The circuit of FIG. 15 generates one output buffer load signal for each data request pulse except the last (the one coincident with template synch pulse (b)). Since the last DRP fetches PGM EOS, but no output data, OBL is not required for that one instance. It is a matter of timing definition that the data request pulse generated by one template synch pulse will result in data being available to the 16-bit output shift register by the time the following template synch pulse occurs. In other words, response to data is controlled by the circuitry of FIG. 15, rather than by a synchronizing signal from the memory itself. At the bottom of FIG. 15, the OR-circuit 322, which initiates the end, between and start of sweep sequencing illustrated in FIG. 16, is initially operated by a system go reset signal on the line 97. This is necessary in order to cause the logical start of scan signal on line 188 to be generated in order to synchronize the horizontal scan address presets in FIG. 10.
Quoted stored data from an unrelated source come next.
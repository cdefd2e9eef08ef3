//! Observation rows and the CSV dataset.
//!
//! One row per recorded scenario: the five context columns followed by the
//! six device flags, four room light levels and the music genre.

use crate::error::{HomeError, Result};
use crate::primitives::Matrix;
use crate::vocab::{DEVICE_COLUMNS, LIGHT_COLUMNS};
use serde::{Deserialize, Serialize};
use std::io::{Read, Write};
use std::path::Path;

/// A single recorded (context → action) observation.
///
/// Field order matches the dataset's CSV header.
#[derive(Debug, Clone, PartialEq, Eq, Serialize, Deserialize)]
pub struct Observation {
    pub mood: String,
    pub person_condition: String,
    pub time_of_day: String,
    pub at_home: u8,
    pub is_holiday: u8,
    pub watch_tv: u8,
    pub play_music: u8,
    pub smart_locks: u8,
    pub security_cameras: u8,
    pub security_system: u8,
    pub water_heater_status: u8,
    pub bedroom_light: u32,
    pub living_room_light: u32,
    pub bathroom_light: u32,
    pub kitchen_light: u32,
    pub music_type: String,
}

impl Observation {
    /// Device flags in [`DEVICE_COLUMNS`] order.
    #[must_use]
    pub fn device_flags(&self) -> [u8; 6] {
        [
            self.watch_tv,
            self.play_music,
            self.smart_locks,
            self.security_cameras,
            self.security_system,
            self.water_heater_status,
        ]
    }

    /// Light levels in [`LIGHT_COLUMNS`] order.
    #[must_use]
    pub fn light_levels(&self) -> [u32; 4] {
        [
            self.bedroom_light,
            self.living_room_light,
            self.bathroom_light,
            self.kitchen_light,
        ]
    }

    fn check_flags(&self, line: usize) -> Result<()> {
        let flags = [("at_home", self.at_home), ("is_holiday", self.is_holiday)]
            .into_iter()
            .chain(DEVICE_COLUMNS.into_iter().zip(self.device_flags()));
        for (column, value) in flags {
            if value > 1 {
                return Err(HomeError::InvalidInput(format!(
                    "row {line}: column '{column}' must be 0 or 1, got {value}"
                )));
            }
        }
        Ok(())
    }
}

/// The full table of observations.
#[derive(Debug, Clone, Default, PartialEq)]
pub struct Dataset {
    rows: Vec<Observation>,
}

impl Dataset {
    /// Wraps already-parsed rows.
    ///
    /// # Errors
    ///
    /// Returns an error if any binary column holds something other than 0/1.
    pub fn new(rows: Vec<Observation>) -> Result<Self> {
        for (i, row) in rows.iter().enumerate() {
            row.check_flags(i + 1)?;
        }
        Ok(Self { rows })
    }

    /// Loads a dataset from a CSV file with a header row.
    ///
    /// # Errors
    ///
    /// Returns an error if the file can't be read or a row doesn't parse.
    pub fn from_path<P: AsRef<Path>>(path: P) -> Result<Self> {
        let path = path.as_ref();
        let file = std::fs::File::open(path)?;
        let dataset = Self::from_reader(file)?;
        tracing::info!(
            path = %path.display(),
            rows = dataset.len(),
            "loaded dataset"
        );
        Ok(dataset)
    }

    /// Parses CSV from any reader.
    ///
    /// # Errors
    ///
    /// Returns an error if a row doesn't parse or a flag isn't 0/1.
    pub fn from_reader<R: Read>(reader: R) -> Result<Self> {
        let mut reader = csv::ReaderBuilder::new()
            .trim(csv::Trim::All)
            .from_reader(reader);
        let rows = reader
            .deserialize()
            .collect::<std::result::Result<Vec<Observation>, _>>()?;
        Self::new(rows)
    }

    /// Writes the dataset as CSV with a header row.
    ///
    /// # Errors
    ///
    /// Returns an error if the file can't be created or written.
    pub fn write_csv<P: AsRef<Path>>(&self, path: P) -> Result<()> {
        let file = std::fs::File::create(path)?;
        self.to_writer(file)
    }

    /// Writes CSV to any writer.
    ///
    /// # Errors
    ///
    /// Returns an error if serialization or writing fails.
    pub fn to_writer<W: Write>(&self, writer: W) -> Result<()> {
        let mut writer = csv::Writer::from_writer(writer);
        for row in &self.rows {
            writer.serialize(row)?;
        }
        writer.flush()?;
        Ok(())
    }

    /// Number of observations.
    #[must_use]
    pub fn len(&self) -> usize {
        self.rows.len()
    }

    /// Whether the dataset has no rows.
    #[must_use]
    pub fn is_empty(&self) -> bool {
        self.rows.is_empty()
    }

    /// All observations, in file order.
    #[must_use]
    pub fn rows(&self) -> &[Observation] {
        &self.rows
    }

    /// Device flag table (`n_rows x 6`).
    pub fn device_targets(&self) -> Result<Matrix<usize>> {
        let data = self
            .rows
            .iter()
            .flat_map(|r| r.device_flags().map(usize::from))
            .collect();
        Matrix::from_vec(self.rows.len(), DEVICE_COLUMNS.len(), data).map_err(Into::into)
    }

    /// Light level table (`n_rows x 4`).
    pub fn light_targets(&self) -> Result<Matrix<usize>> {
        let data = self
            .rows
            .iter()
            .flat_map(|r| r.light_levels().map(|l| l as usize))
            .collect();
        Matrix::from_vec(self.rows.len(), LIGHT_COLUMNS.len(), data).map_err(Into::into)
    }

    /// Music genre column.
    #[must_use]
    pub fn music_targets(&self) -> Vec<&str> {
        self.rows.iter().map(|r| r.music_type.as_str()).collect()
    }
}

impl FromIterator<Observation> for Dataset {
    /// Collects rows without flag validation; use [`Dataset::new`] for
    /// untrusted input.
    fn from_iter<I: IntoIterator<Item = Observation>>(iter: I) -> Self {
        Self {
            rows: iter.into_iter().collect(),
        }
    }
}

#[cfg(test)]
mod tests {
    use super::*;

    const SAMPLE: &str = "\
mood,person_condition,time_of_day,at_home,is_holiday,watch_tv,play_music,smart_locks,security_cameras,security_system,water_heater_status,bedroom_light,living_room_light,bathroom_light,kitchen_light,music_type
happy,at_home,evening,1,0,1,1,1,0,0,1,40,80,30,60,pop
tired,sleeping,night,1,0,0,0,1,1,1,0,0,0,10,0,none
";

    #[test]
    fn test_from_reader_parses_rows() {
        let ds = Dataset::from_reader(SAMPLE.as_bytes()).expect("valid csv");
        assert_eq!(ds.len(), 2);
        let first = &ds.rows()[0];
        assert_eq!(first.mood, "happy");
        assert_eq!(first.device_flags(), [1, 1, 1, 0, 0, 1]);
        assert_eq!(first.light_levels(), [40, 80, 30, 60]);
        assert_eq!(ds.music_targets(), vec!["pop", "none"]);
    }

    #[test]
    fn test_target_tables() {
        let ds = Dataset::from_reader(SAMPLE.as_bytes()).expect("valid csv");
        let devices = ds.device_targets().unwrap();
        assert_eq!(devices.shape(), (2, 6));
        assert_eq!(devices.row(1), &[0, 0, 1, 1, 1, 0]);
        let lights = ds.light_targets().unwrap();
        assert_eq!(lights.shape(), (2, 4));
        assert_eq!(lights.get(0, 1), 80);
    }

    #[test]
    fn test_rejects_non_binary_flag() {
        let bad = SAMPLE.replace("happy,at_home,evening,1,0,1", "happy,at_home,evening,1,0,2");
        let err = Dataset::from_reader(bad.as_bytes()).unwrap_err();
        assert!(err.to_string().contains("watch_tv"));
    }

    #[test]
    fn test_rejects_missing_column() {
        let bad = "mood,person_condition\nhappy,out\n";
        assert!(matches!(
            Dataset::from_reader(bad.as_bytes()),
            Err(HomeError::Csv(_))
        ));
    }

    #[test]
    fn test_csv_file_round_trip() {
        let ds = Dataset::from_reader(SAMPLE.as_bytes()).expect("valid csv");
        let file = tempfile::NamedTempFile::new().expect("temp file");
        ds.write_csv(file.path()).expect("write");
        let back = Dataset::from_path(file.path()).expect("read");
        assert_eq!(ds, back);
    }
}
In FIG. 17, memory requests for storing input data or fetching LACs and templates are utilized to generate interlaced memory read and write signals in accordance with a predetermined priority system. Referring briefly to FIG. 8, each time that both input data registers are filled, the synchronous single shot 128 will develop one tape data request (TDR) pulse on the line 130. This pulse is utilized in FIG. 17 to cause a memory write cycle in order to store those two bytes of data into memory. The TDR signal on line 130 sets a latch 350; its output can normally pass through an AND-circuit 352 so as to enable a flip-flop 354. The flip-flop is clocked with the phase one signal on the line 68. When the flip-flop 354 becomes set, it generates the load steer signal on the line 132, which is utilized in FIGS. 8 and 9 to control a memory write operation in order to store the two bytes of data from tape into one 16-bit storage location in memory, as described hereinbefore. The load steer signal on line 132 is used to reset the latch 350 and will cause an OR-circuit 356 to trigger a single shot 358. The OR-circuit 356 also operates an inverter 360 which blocks the AND-circuit 352 (and a similar AND-circuit 362 used to initiate memory read cycles). The output of the single shot 358 will operate either one of two AND-circuits 364, 366 in dependence upon the presence or absence of the load steer signal; when present, the AND-circuit 364 will cause a memory write (MEM WRITE) signal on a line 368 which is utilized (FIG. 1) to initiate a memory write or input operation within the memory. On the other hand, if the single shot 358 operates as a result of an unload steer signal on the line 376 the AND-circuit 366 will generate a MEM READ signal on a line 372, causing a fetch operation in memory. The complementary output of the single shot 358 constitutes a not memory busy (NOT MEM BUSY) signal 373 and is applied to the K inputs of both the load steer flip-flop 354 and unload steer flip-flop 374. This ensures that, when either flip-flop is in the one state, it will stay in that state until the single shot 358 completes its operation. When it has done so, the first phase one pulse following will cause whichever flip-flop happens to be set to become reset. With both flip-flops 354, 374 again reset, the OR-circuit 356 and inverter 360 act to enable AND-gates 352, 362 to permit the desired priority selection of the next load or unload memory operation.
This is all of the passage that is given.